Prosegue senza freni la corsa dei prezzi dei carburanti alla pompa: il diesel è salito ai massimi dal 20 aprile scorso, mentre la benzina ha toccato il livello del 2 giugno.

E per i prossimi giorni sono da escludere una tregua o ritocchi al ribasso perché, come segnala Staffetta Quotidiana, le quotazioni dei prodotti raffinati sono in deciso rialzo e il petrolio (Brent) ha superato di slancio gli 88 dollari al barile. Inoltre, Eni ha aumentato di due centesimi al litro i prezzi consigliati del gasolio, IP ha alzato di due centesimi la verde e di quattro il diesel e Tamoil si è limitata ad aumentare di due centesimi il gasolio.

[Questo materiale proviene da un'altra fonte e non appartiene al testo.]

use async_trait::async_trait;
use serde_json::{Map, Value};
use std::collections::HashMap;
use std::sync::Arc;

use crate::errors::ToolError;
use crate::services::logger::Logger;

/// A family of tools served by one handler. `tool` is the name the call was
/// routed under.
#[async_trait]
pub trait ToolHandler: Send + Sync {
    fn tools(&self) -> &'static [&'static str];

    async fn handle(&self, tool: &str, args: Map<String, Value>) -> Result<Value, ToolError>;
}

/// Routes a tool call to its registered handler.
#[derive(Clone)]
pub struct ToolExecutor {
    logger: Logger,
    handlers: Arc<HashMap<String, Arc<dyn ToolHandler>>>,
}

impl ToolExecutor {
    pub fn new(logger: Logger, handlers: HashMap<String, Arc<dyn ToolHandler>>) -> Self {
        Self {
            logger: logger.child("executor"),
            handlers: Arc::new(handlers),
        }
    }

    /// Registers every tool each handler declares.
    pub fn from_handlers(logger: Logger, handlers: Vec<Arc<dyn ToolHandler>>) -> Self {
        let mut map: HashMap<String, Arc<dyn ToolHandler>> = HashMap::new();
        for handler in handlers {
            for tool in handler.tools() {
                map.insert((*tool).to_string(), handler.clone());
            }
        }
        Self::new(logger, map)
    }

    pub fn has_tool(&self, name: &str) -> bool {
        self.handlers.contains_key(name)
    }

    pub fn tool_names(&self) -> Vec<String> {
        let mut names: Vec<String> = self.handlers.keys().cloned().collect();
        names.sort();
        names
    }

    /// Unknown tools are reported as data so the host sees an ordinary tool
    /// result. Only authentication, transport and argument errors escape.
    pub async fn execute(&self, name: &str, args: Value) -> Result<Value, ToolError> {
        let Some(handler) = self.handlers.get(name) else {
            self.logger
                .warn("Unknown tool", Some(&serde_json::json!({ "tool": name })));
            return Ok(serde_json::json!({ "error": format!("Unknown tool: {}", name) }));
        };

        let args = match args {
            Value::Object(map) => map,
            Value::Null => Map::new(),
            other => {
                return Err(ToolError::invalid_params(format!(
                    "arguments: expected object, got {}",
                    value_type_name(&other)
                )))
            }
        };

        let call_id = uuid::Uuid::new_v4().to_string();
        let started_at = chrono::Utc::now().timestamp_millis();
        self.logger.debug(
            "Tool call started",
            Some(&serde_json::json!({ "tool": name, "call_id": call_id })),
        );

        let result = handler.handle(name, args).await;
        let duration_ms = chrono::Utc::now().timestamp_millis() - started_at;
        match &result {
            Ok(_) => self.logger.debug(
                "Tool call finished",
                Some(&serde_json::json!({
                    "tool": name,
                    "call_id": call_id,
                    "duration_ms": duration_ms,
                })),
            ),
            Err(err) => self.logger.warn(
                "Tool call failed",
                Some(&serde_json::json!({
                    "tool": name,
                    "call_id": call_id,
                    "duration_ms": duration_ms,
                    "kind": err.kind,
                    "code": err.code,
                })),
            ),
        }
        result
    }
}

fn value_type_name(value: &Value) -> &'static str {
    match value {
        Value::Null => "null",
        Value::Bool(_) => "boolean",
        Value::Number(_) => "number",
        Value::String(_) => "string",
        Value::Array(_) => "array",
        Value::Object(_) => "object",
    }
}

Questa mattina 20 luglio il prezzo medio dei carburanti in modalità self service lungo la rete stradale nazionale è pari a 1,935 euro al litro per la verde (+15 millesimi rispetto a venerdì), 2,091 per il gasolio (+32), 0,747 per il GPL (-1) e 1,571 €/kg per il metano (+4). Sulla rete autostradale, benzina a 2,025 (+15), diesel a 2,164 (+30), Gpl a 0,880 (-1), metano a 1,590 (+1).

Quanto ai dettagli per modalità di vendita, elaborati da Staffetta Quotidiana in base a quanto comunicato ieri dai gestori degli impianti all'Osservatorio del Mimit, le medie dei prezzi praticati (rete stradale e autostradale insieme) vedono la benzina self service a 1,937 euro/litro (compagnie 1,943, pompe bianche 1,925) e il diesel a 2,091 euro (2,092; 2,089). Al servito, verde a 2,073 (2,114; 1,995), gasolio a 2,228 (2,265; 2,159), GPL a 0,755 (0,764; 0,745), metano a 1,570 (1,565; 1,573), GNL a 1,442 (1,449; 1,437).